His compelling and often dazzling two-CD set Madera Latino: A Latin Jazz Perspective on the Music of Woody Shaw pulled off a musically ambitious concept with stunning authority that garnered him widespread praise, including being selected as Album of the Year and Lynch chosen as Trumpeter of the Year in the Jazz Journalists Association poll (arguably the most definitive jazz poll – of committed critics who pay for membership). Among other critical responses were glowing reviews in DownBeat (four stars), Jazz Times and on Amazon. The music interprets, in crackling Latin grooves, a variety of Woody Shaw compositions and a few strong Lynch originals.

Madera Latino (a nifty wordplay, “Latin wood”) employs ensembles ranging from nonets to sextets, and Lynch dared have trumpeters carry the front-line load with nary a saxophonist. The notables include trumpeters Dave Douglas, Shawn Jones and Michael Rodriguez and fellow Milwaukee-native trumpeter Philip Dizack, and powerful rhythm sections, including drummer Obed Calvaire from the SFJAZZ Ensemble. Percussionists Pedro Martinez and Little Johnny Rivero, with bassist Luques Curtis, played with Lynch on Simpatico, his 2006 album with Eddie Palmieri which snagged the co-leaders a Grammy award for Best Latin Jazz Album.
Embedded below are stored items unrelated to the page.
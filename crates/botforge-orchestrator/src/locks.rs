// SPDX-FileCopyrightText: 2026 Botforge Contributors
// SPDX-License-Identifier: MIT OR Apache-2.0

//! Per-bot advisory locks.
//!
//! Pipelines targeting the same bot are serialized; different bots run
//! concurrently without contention. Lock entries are never removed -- the
//! map grows with the number of distinct bots, which is bounded by the
//! bots table.

use std::sync::Arc;

use dashmap::DashMap;
use tokio::sync::{Mutex, OwnedMutexGuard};

#[derive(Default)]
pub struct BotLocks {
    inner: DashMap<String, Arc<Mutex<()>>>,
}

impl BotLocks {
    pub fn new() -> Self {
        Self::default()
    }

    /// Acquire the advisory lock for `bot_id`, waiting if another pipeline
    /// holds it.
    pub async fn acquire(&self, bot_id: &str) -> OwnedMutexGuard<()> {
        let lock = self
            .inner
            .entry(bot_id.to_string())
            .or_insert_with(|| Arc::new(Mutex::new(())))
            .clone();
        lock.lock_owned().await
    }
}

#[cfg(test)]
mod tests {
    use super::*;
    use std::sync::atomic::{AtomicU32, Ordering};

    #[tokio::test]
    async fn same_bot_is_serialized() {
        let locks = Arc::new(BotLocks::new());
        let counter = Arc::new(AtomicU32::new(0));

        let mut handles = Vec::new();
        for _ in 0..4 {
            let locks = locks.clone();
            let counter = counter.clone();
            handles.push(tokio::spawn(async move {
                let _guard = locks.acquire("b1").await;
                let seen = counter.fetch_add(1, Ordering::SeqCst);
                tokio::time::sleep(std::time::Duration::from_millis(5)).await;
                // No other task entered while we held the lock.
                assert_eq!(counter.load(Ordering::SeqCst), seen + 1);
                counter.fetch_sub(1, Ordering::SeqCst);
            }));
        }
        for handle in handles {
            handle.await.unwrap();
        }
    }

    #[tokio::test]
    async fn different_bots_do_not_contend() {
        let locks = BotLocks::new();
        let _a = locks.acquire("b1").await;
        // Completes immediately even though b1 is held.
        let _b = locks.acquire("b2").await;
    }
}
And this year Madera Latino was nominated for a Grammy in the same category.

Wednesday Lynch returns to his hometown, which he does at least once annually, for a master class and lecture at his alma mater, The Wisconsin Conservatory of Music. He’ll also exercise his versatility by performing this weekend with the Bill Bonifas Electric Band and the Milwaukee Ballet Thursday through Sunday, in a program of local choreographers and musicians titled “Made in MKE” at The Marcus Center’s Uihlein Hall.

But the jazz master class with students and lecture at the Conservatory is a free event and a great way to get an up-close feel for the way Lynch thinks, plays and educates. He’s a professor of music at the University of Miami and, aside from his extraordinary album, Lynch asserted himself as arguably the leading authority on Woody Shaw’s music (with a Latin slant) in his remarkably in-depth and insightful “Brass School” article – including 12 (count ’em) illustrated musical examples of Lynch’s Madera Latino arrangements – in DownBeat magazine in April 2016.

Lynch’s lecture Wednesday is titled “Improvisation Concepts: Line, Shape, and Rhythm.” He explains in an e-mail: “I’m going to attempt to convey these general concepts as they pertain to the traditional jazz solo, and also demonstrate how mindfulness can be used to reinforce or play with the typical narratives of an improvised solo structure in chorus or open form. I hope to give the listener insight into how the jazz improviser constructs his or her solo statement, and food for thought on improvisational strategies for the musician.”

Given the deliverer, this talk may provide food for thought for anyone who values this nation’s original American art form, and the ways it has helped, and may yet still, enrich the American experiment.